Hydrogen Sulfide Crosstalk with Melatonin in Regulating Photosynthetic Resilience under Heat Stress

Abstract

Plants are sessile organisms that face continuous alterations in environmental conditions. Among such factors, heat stress has been considered one of the most disadvantageous variables to crop productivity. High temperatures rapidly impair photosynthetic efficiency, disturb cellular redox balance, and alter hormonal regulation, hence limiting growth and productivity in plants. Although much literature exists regarding the role of individual protective agents, their combined actions-particularly melatonin and H₂S-have not yet been brought under the spotlight with respect to their ability to improve plant heat tolerance. All the research work carried out in this study was done to investigate physiological, biochemical, hormonal, and molecular responses of plants treated with melatonin and H₂S under heat-stressed conditions.
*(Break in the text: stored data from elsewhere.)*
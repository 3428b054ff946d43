//! Touch input abstraction.

mod mock;

pub use mock::MockTouch;

/// Press position in panel coordinates (landscape, origin top-left).
#[derive(Clone, Copy, Debug, Eq, PartialEq)]
pub struct TouchPoint {
    pub x: u16,
    pub y: u16,
}

impl TouchPoint {
    pub const fn new(x: u16, y: u16) -> Self {
        Self { x, y }
    }
}

/// Polled touch source. Reports press edges only; a held finger yields one
/// point.
pub trait TouchProvider {
    type Error;

    fn poll_press(&mut self) -> Result<Option<TouchPoint>, Self::Error>;
}
impl<ST, IN, R> FlipcardApp<ST, IN, R>
where
    ST: DocumentStore,
    IN: TouchProvider,
    R: Rng,
{
    fn apply_menu(&mut self, action: MenuAction) {
        match action {
            MenuAction::Categories => {
                self.nav.random_mode = false;
                self.nav.selected_category = None;
                self.enter_category();
            }
            MenuAction::Random => {
                self.nav.random_mode = true;
                self.nav.selected_category = None;
                self.nav.last_random_card_id = None;
                self.enter_category();
            }
            MenuAction::Options => self.enter_option(),
        }
    }

    fn apply_category(&mut self, action: CategoryAction) {
        let category = match action {
            CategoryAction::PreviousPage => return self.turn_list_page(false),
            CategoryAction::NextPage => return self.turn_list_page(true),
            CategoryAction::Home => {
                self.enter_menu();
                return;
            }
            CategoryAction::Select(category) => category,
        };

        if !self.nav.random_mode {
            info!("nav: category {} selected", category);
            self.nav.selected_category = Some(category);
            self.enter_grid(0);
            return;
        }

        if filter::filtered_count(self.catalog.cards(), Some(category.as_str())) == 0 {
            info!("nav: category {} has no cards", category);
            return;
        }
        let index = random::pick_random(self.catalog.cards(), &category, None, &mut self.rng);
        match self.enter_flipcard(index) {
            Ok(()) => {
                info!("nav: random start in category {}", category);
                self.nav.selected_category = Some(category);
                self.remember_random_card();
            }
            Err(err) => warn!("nav: card {} not shown: {}", index, err),
        }
    }

    fn apply_grid(&mut self, action: GridAction) {
        match action {
            GridAction::PreviousPage | GridAction::NextPage => {
                let pages = self.nav.total_grid_pages;
                if pages <= 1 {
                    debug!("nav: single grid page, arrows inactive");
                    return;
                }
                let forward = action == GridAction::NextPage;
                self.nav.grid_page = filter::wrap_step(self.nav.grid_page, pages, forward);
                self.pending_redraw = true;
            }
            GridAction::Home => {
                self.nav.selected_category = None;
                self.enter_category();
            }
            GridAction::Thumbnail(slot) => {
                let slots = filter::page_slots(
                    self.catalog.cards(),
                    self.nav.selected_category.as_deref(),
                    self.nav.grid_page,
                );
                let Some(&index) = slots.get(slot) else {
                    debug!("nav: grid slot {} is empty", slot);
                    return;
                };
                if let Err(err) = self.enter_flipcard(index) {
                    warn!("nav: card {} not shown: {}", index, err);
                }
            }
        }
    }

    fn apply_flipcard(&mut self, action: FlipcardAction) {
        match action {
            FlipcardAction::Previous => self.step_card(false),
            FlipcardAction::Next => self.step_card(true),
            FlipcardAction::Home => {
                if self.nav.random_mode {
                    self.nav.selected_category = None;
                    self.enter_category();
                } else {
                    self.enter_grid(0);
                }
            }
            FlipcardAction::CycleLanguage => {
                if self.languages.len() < 2 {
                    debug!("nav: fewer than two languages, not cycling");
                    return;
                }
                self.nav.language_index = self.languages.next_index(self.nav.language_index);
                debug!(
                    "nav: language -> {}",
                    self.languages.key_at(self.nav.language_index).unwrap_or("?")
                );
                self.pending_redraw = true;
            }
        }
    }

    fn apply_option(&mut self, action: OptionAction) {
        match action {
            OptionAction::Home => self.enter_menu(),
            OptionAction::LanguageSettings => {
                self.notice = None;
                self.nav.list_page = 0;
                self.nav.mode = Mode::LanguageSelection;
                self.pending_redraw = true;
            }
        }
    }

    fn apply_language_selection(&mut self, action: LanguageAction) {
        let key = match action {
            LanguageAction::PreviousPage => return self.turn_list_page(false),
            LanguageAction::NextPage => return self.turn_list_page(true),
            LanguageAction::Home => {
                self.enter_option();
                return;
            }
            LanguageAction::Choose(key) => key,
        };

        if !self.languages.is_enabled(&key) {
            debug!("nav: language {} is not enabled", key);
            return;
        }

        if let Err(err) = config::persist_default_language(&mut self.store, &key) {
            warn!("config: saving default {} failed: {}", key, err);
            self.notice = Some(SAVE_FAILED_NOTICE);
            self.pending_redraw = true;
            return;
        }

        if let Err(err) = self.reload_config() {
            warn!("config: reload after save failed: {}", err);
            self.languages.set_default_key(&key);
            self.nav.language_index = self.languages.default_index();
        }
        self.enter_option();
    }

    /// Arrows on the category and language lists; inert on a single page.
    fn turn_list_page(&mut self, forward: bool) {
        let pages = self.list_page_count();
        if pages <= 1 {
            debug!("nav: single list page, arrows inactive");
            return;
        }
        self.nav.list_page = filter::wrap_step(self.nav.list_page, pages, forward);
        self.pending_redraw = true;
    }

    /// Previous/next within the active filter, or a fresh random card.
    fn step_card(&mut self, forward: bool) {
        let cards = self.catalog.cards();
        let category = self.nav.selected_category.as_deref();

        let target = if self.nav.random_mode {
            let Some(category) = category else {
                warn!("nav: random mode without a category");
                return;
            };
            let exclude = cards.get(self.nav.current_card).map(|card| card.id.as_str());
            random::pick_random(cards, category, exclude, &mut self.rng)
        } else {
            let Some(position) =
                filter::filtered_index_of_global(cards, category, self.nav.current_card)
            else {
                warn!(
                    "nav: card {} outside the active filter, ignoring step",
                    self.nav.current_card
                );
                return;
            };
            let count = filter::filtered_count(cards, category);
            let next = filter::wrap_step(position, count, forward);
            match filter::global_index_of_filtered(cards, category, next) {
                Some(index) => index,
                None => return,
            }
        };

        match self.enter_flipcard(target) {
            Ok(()) if self.nav.random_mode => self.remember_random_card(),
            Ok(()) => {}
            Err(err) => warn!("nav: card {} not shown: {}", target, err),
        }
    }

    fn remember_random_card(&mut self) {
        self.nav.last_random_card_id = self
            .catalog
            .card(self.nav.current_card)
            .ok()
            .map(|card| card.id.clone());
    }

    fn enter_menu(&mut self) {
        self.nav.mode = Mode::Menu;
        self.nav.random_mode = false;
        self.nav.selected_category = None;
        self.detail = None;
        self.pending_redraw = true;
    }

    fn enter_category(&mut self) {
        self.nav.mode = Mode::Category;
        self.nav.list_page = 0;
        self.detail = None;
        self.pending_redraw = true;
    }

    fn enter_grid(&mut self, page: usize) {
        let pages =
            filter::grid_page_count(self.catalog.cards(), self.nav.selected_category.as_deref());
        self.nav.total_grid_pages = pages;
        self.nav.grid_page = page.min(pages - 1);
        self.nav.mode = Mode::Grid;
        self.detail = None;
        self.pending_redraw = true;
    }

    fn enter_option(&mut self) {
        self.notice = None;
        self.nav.mode = Mode::Option;
        self.pending_redraw = true;
    }

    /// Load the card's descriptor, then switch to it. State is untouched when
    /// the load fails.
    fn enter_flipcard(&mut self, index: usize) -> Result<(), LoadError> {
        let Some(card) = self.catalog.card_or_first(index) else {
            return Err(LoadError::invalid(DocumentKind::Index, "catalog has no cards"));
        };
        let index = if index < self.catalog.total() { index } else { 0 };
        let detail = CardDetail::load(&mut self.store, card)?;
        info!("nav: card {} id={} folder={}", index, card.id, card.folder);

        self.detail = Some(detail);
        self.nav.current_card = index;
        self.nav.language_index = self.languages.default_index();
        self.nav.mode = Mode::Flipcard;
        self.pending_redraw = true;
        Ok(())
    }

    /// Re-read the card index and bring the navigation state back in range.
    pub fn reload_catalog(&mut self) -> Result<(), LoadError> {
        self.catalog = Catalog::load(&mut self.store)?;
        self.revalidate();
        Ok(())
    }

    /// Re-read the language config. Replaces the whole language set.
    pub fn reload_config(&mut self) -> Result<(), LoadError> {
        self.languages = LanguageSet::load(&mut self.store)?;
        self.revalidate();
        Ok(())
    }

    fn revalidate(&mut self) {
        let cards = self.catalog.cards();
        let category = self.nav.selected_category.as_deref();

        self.nav.total_grid_pages = filter::grid_page_count(cards, category);
        self.nav.grid_page = self.nav.grid_page.min(self.nav.total_grid_pages - 1);
        self.nav.language_index = self.languages.default_index();
        self.nav.list_page = self.nav.list_page.min(self.list_page_count() - 1);
        self.pending_redraw = true;

        if self.nav.mode != Mode::Flipcard {
            return;
        }

        let target = match filter::filtered_index_of_global(cards, category, self.nav.current_card) {
            Some(_) => Some(self.nav.current_card),
            None => filter::global_index_of_filtered(cards, category, 0),
        };
        let shown = match target {
            Some(index) => match self.enter_flipcard(index) {
                Ok(()) => true,
                Err(err) => {
                    warn!("nav: card {} not shown after reload: {}", index, err);
                    false
                }
            },
            None => false,
        };
        if shown {
            return;
        }

        info!("nav: active filter is empty after reload");
        if self.nav.random_mode {
            self.enter_category();
        } else {
            self.enter_grid(0);
        }
    }
}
Treatments applied in this experiment were controlled applications of melatonin, H₂S, and their combination, as well as heat stress alone. Among the physiological parameters measured by standard techniques were photosynthetic rate and chlorophyll content. Biochemical responses with regard to ROS accumulation and antioxidant enzyme activities were performed using established assays. In this study, the ABA, IAA, and GA levels were detected by ELISA, and the expressions of heat stress-associated genes HSP70 and HSP90 were determined by qRT-PCR.

These results showed that severe heat stress strongly reduced photosynthetic efficiency and chlorophyll content, thereby increasing the accumulation of ROS. Both melatonin and H₂S treatments alone significantly relieved these effects, but combined application was most protective toward photosynthesis, the maintenance of chlorophyll, mitigation of oxidative damage, activation of antioxidant enzymes, and restoration of hormonal balance. Combined treatment also upregulated the transcription of HSP70 and HSP90 strongly, indicating that there is a synergistic molecular mechanism behind improved heat tolerance.

In this view, the synergistic use of melatonin and H₂S represents an integrative approach to improved plant tolerance to heat stress by synchronized physiological, biochemical, hormonal, and genetic responses. It could also be highly useful in developing sustainable approaches to the improvement of crop productivity under a globally warming climate.